Registered: 24 Apr 08
Posts: 7508
Loc: Jakarta
The yoke of indirectness in the new economic package

B. Herry-Priyono, Jakarta

Affliction is the mother of inflated expectation. When reality fails to match expectation, it has to pay the toll of disenchantment. Perhaps this is what happened in the lukewarm reception of the long-awaited package of new economic policy reforms unveiled on June 12.

There are four areas of concern addressed by the package -- the financial, investment, infrastructure development and small-and-medium enterprises (SMEs) sectors. In all this, the package is expected to inject a dose of incentives into the current inertia. That is laudable.

In the investment sector, for instance, the time required for obtaining business licenses will be reduced from the current 97 days to 25 days.

In the SMEs sector, easier access to bank loans, land certification for collateral and to the services of local financial consultants is expected to boost the growth of these enterprises.

As has been regularly rehearsed, all this is supposed to accelerate growth so as to reduce unemployment and poverty.
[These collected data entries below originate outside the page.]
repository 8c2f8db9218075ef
pub mod file;
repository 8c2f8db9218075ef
pub mod files;
pub mod health;
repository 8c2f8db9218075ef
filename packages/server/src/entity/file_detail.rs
use sea_orm::entity::prelude::*;
use serde::{Deserialize, Serialize};

/// Metadata row for one stored blob.
#[sea_orm::model]
#[derive(Clone, Debug, PartialEq, Eq, DeriveEntityModel, Serialize, Deserialize)]
#[sea_orm(table_name = "filedetails")]
pub struct Model {
    /// Blob name, including the upload timestamp prefix.
    #[sea_orm(primary_key, auto_increment = false, column_type = "Text")]
    pub filename: String,

    /// Where the blob store placed the bytes. Never client-supplied.
    #[sea_orm(column_type = "Text")]
    pub filepath: String,

    #[sea_orm(column_type = "Text")]
    pub description: String,
}

impl ActiveModelBehavior for ActiveModel {}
The virtue of the new package lies not in any major policy breakthroughs -- let alone in making a more direct approach to poverty reduction -- but rather in making a statement of intent to break the bureaucratic bottleneck rampant in the Indonesian economy. This is laudable, even if it is too incremental to bring any significant impacts. But to say that the new package is too incremental to have a significant impact is a form of platitude.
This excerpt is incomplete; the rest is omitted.